We have established a series of monoclonal antibodies that bind to phosphatidylserine (PS). One mAb, PS4A7, showed a strict specificity for PS and distinguished the stereospecific con figuration of its serine moiety. We determined the amino acid sequences of the heavy and light chain variable regions of PS4A7, and examined the reactivity of the synthetic peptides corresponding to the complementarity determining region (CDR) of the mAb with phospholipids.

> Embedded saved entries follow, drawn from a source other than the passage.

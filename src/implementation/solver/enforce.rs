// Copyright 2024 the bcp developers
//
// Permission is hereby granted, free of charge, to any person obtaining a copy of
// this software and associated documentation files (the "Software"), to deal in
// the Software without restriction, including without limitation the rights to
// use, copy, modify, merge, publish, distribute, sublicense, and/or sell copies of
// the Software, and to permit persons to whom the Software is furnished to do so,
// subject to the following conditions:
//
// The above copyright notice and this permission notice shall be included in all
// copies or substantial portions of the Software.
//
// THE SOFTWARE IS PROVIDED "AS IS", WITHOUT WARRANTY OF ANY KIND, EXPRESS OR
// IMPLIED, INCLUDING BUT NOT LIMITED TO THE WARRANTIES OF MERCHANTABILITY, FITNESS
// FOR A PARTICULAR PURPOSE AND NONINFRINGEMENT. IN NO EVENT SHALL THE AUTHORS OR
// COPYRIGHT HOLDERS BE LIABLE FOR ANY CLAIM, DAMAGES OR OTHER LIABILITY, WHETHER
// IN AN ACTION OF CONTRACT, TORT OR OTHERWISE, ARISING FROM, OUT OF OR IN
// CONNECTION WITH THE SOFTWARE OR THE USE OR OTHER DEALINGS IN THE SOFTWARE.

//! Constraint enforcement: every handler judges the node's LP or pseudo
//! solution until one of them resolves the infeasibility by cutting off,
//! branching, reducing a domain or separating a cut. Enforcement-generated
//! cuts bypass the selection policy (forced mode), and pseudo enforcement
//! must never produce cuts at all.

use super::data;
use super::SolvingData;
use crate::{EnfoResult, Error, LpSolstat, Result, Solver};

/// The verdict translation of one enforcement pass.
#[derive(Debug, Default, Clone, Copy)]
pub(crate) struct Enforcement {
    pub branched: bool,
    pub cutoff: bool,
    pub infeasible: bool,
    pub propagateagain: bool,
    pub solvelpagain: bool,
    pub solverelaxagain: bool,
}

impl Solver {
    /// Enforces the constraints on the focus node's LP or pseudo solution.
    /// `infeasible` carries over the verdict of an earlier enforcement of
    /// the same solution; `forced` demands a decision even on an
    /// objective-infeasible pseudo solution.
    pub(crate) fn enforce_constraints(
        &mut self,
        infeasible: bool,
        forced: bool,
    ) -> Result<Enforcement> {
        let mut out = Enforcement {
            infeasible,
            ..Enforcement::default()
        };

        let haslp = self.tree.focushaslp;
        log::debug!(
            "enforcing constraints on the {} solution",
            if haslp { "LP" } else { "pseudo" }
        );

        // is the pseudo solution ruled out by its objective value alone?
        let objinfeasible = if haslp {
            false
        } else {
            let pseudoobjval = self.prob.pseudo_objval(&self.set);
            self.set.is_lt(pseudoobjval, self.tree.focus_lower())
        };

        // during enforcement, generated cuts enter the LP in any case
        self.sepastore.start_force_cuts();

        let mut resolved = false;
        for h in self.plugins.conshdlr_enfo_order() {
            if resolved {
                break;
            }
            debug_assert_eq!(0, self.sepastore.n_cuts());

            let result = if haslp {
                debug_assert!(self.lp.flushed() && self.lp.solved);
                let mut data = data!(self);
                self.plugins.conshdlrs[h]
                    .plugin
                    .enforce_lp(&mut data, out.infeasible)?
            } else {
                let mut data = data!(self);
                let result = self.plugins.conshdlrs[h].plugin.enforce_pseudo(
                    &mut data,
                    out.infeasible,
                    objinfeasible,
                    forced,
                )?;
                if self.sepastore.n_cuts() != 0 {
                    self.sepastore.end_force_cuts();
                    return Err(Error::invalid_result(
                        self.plugins.conshdlrs[h].plugin.name(),
                        "pseudo enforcement",
                        "Separated",
                    ));
                }
                result
            };
            log::debug!(
                "enforcing of <{}> returned {:?}",
                self.plugins.conshdlrs[h].plugin.name(),
                result
            );

            match result {
                EnfoResult::Cutoff => {
                    debug_assert_eq!(0, self.tree.n_children());
                    out.cutoff = true;
                    out.infeasible = true;
                    resolved = true;
                }
                EnfoResult::ConsAdded => {
                    debug_assert_eq!(0, self.tree.n_children());
                    out.infeasible = true;
                    out.propagateagain = true;
                    out.solvelpagain = true;
                    out.solverelaxagain = true;
                    self.mark_relaxs_unsolved();
                    resolved = true;
                }
                EnfoResult::ReducedDom => {
                    debug_assert_eq!(0, self.tree.n_children());
                    out.infeasible = true;
                    out.propagateagain = true;
                    out.solvelpagain = true;
                    out.solverelaxagain = true;
                    self.mark_relaxs_unsolved();
                    resolved = true;
                }
                EnfoResult::Separated => {
                    debug_assert!(self.sepastore.n_cuts() > 0);
                    out.infeasible = true;
                    out.solvelpagain = true;
                    out.solverelaxagain = true;
                    self.mark_relaxs_unsolved();
                    resolved = true;
                }
                EnfoResult::Branched => {
                    debug_assert!(self.tree.n_children() >= 1);
                    debug_assert_eq!(0, self.sepastore.n_cuts());
                    out.infeasible = true;
                    out.branched = true;
                    resolved = true;
                }
                EnfoResult::SolveLp => {
                    if haslp {
                        self.sepastore.end_force_cuts();
                        return Err(Error::invalid_result(
                            self.plugins.conshdlrs[h].plugin.name(),
                            "LP enforcement",
                            "SolveLp",
                        ));
                    }
                    out.infeasible = true;
                    out.solvelpagain = true;
                    resolved = true;
                    // the node's LP must be solved
                    self.tree.focushaslp = true;
                }
                EnfoResult::Infeasible => {
                    debug_assert_eq!(0, self.tree.n_children());
                    out.infeasible = true;
                }
                EnfoResult::Feasible => {
                    debug_assert_eq!(0, self.tree.n_children());
                }
                EnfoResult::DidNotRun => {
                    if !objinfeasible {
                        self.sepastore.end_force_cuts();
                        return Err(Error::invalid_result(
                            self.plugins.conshdlrs[h].plugin.name(),
                            "enforcement",
                            "DidNotRun",
                        ));
                    }
                    out.infeasible = true;
                }
            }

            // the enforcement may have added a primal solution, after which
            // the LP status can change to the objective limit
            self.try_candidate_sols()?;
            if haslp && self.lp.solstat() == LpSolstat::ObjLimit {
                out.cutoff = true;
                out.infeasible = true;
                resolved = true;
                log::debug!("LP exceeded the objective limit during enforcement");
            }
        }

        self.sepastore.end_force_cuts();

        log::debug!(
            "enforcing result: branched={}, cutoff={}, infeasible={}, propagateagain={}, solvelpagain={}",
            out.branched,
            out.cutoff,
            out.infeasible,
            out.propagateagain,
            out.solvelpagain
        );

        Ok(out)
    }
}

// ############################################################################
// #### TESTS #################################################################
// ############################################################################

We found that a 12-amino acid synthetic peptide corresponding to the third CDR of the heavy chain (amino acid residues 93-102, referred to as CDR3-H) bound specifically to PS. Although the affinity of the peptide to PS was markedly lower, the peptide was shown to bind to 1,2-diacyl-sn-glycero-3-phospho-L-serine (PS), but not to 1,2-diacyl-sn-glycero-3-phospho-D-serine, showing a similar specificity to that of PS4A7. The specific binding of the CDR3-H peptide to PS was confirmed by ELISA and TLC-immunostaining assay. The interaction between the CDR3-H peptide and water-soluble PS-derivatives was investigated by inhibition of the ELISA. PS effectively inhibited the binding and phosphoserine showed a weak but significant inhibition, but no appreciable inhibition was observed with serine. These observations suggest that the CDR3-H peptide plays a major role in the interaction of PS4A7 with the phosphoserine residue of the PS molecule.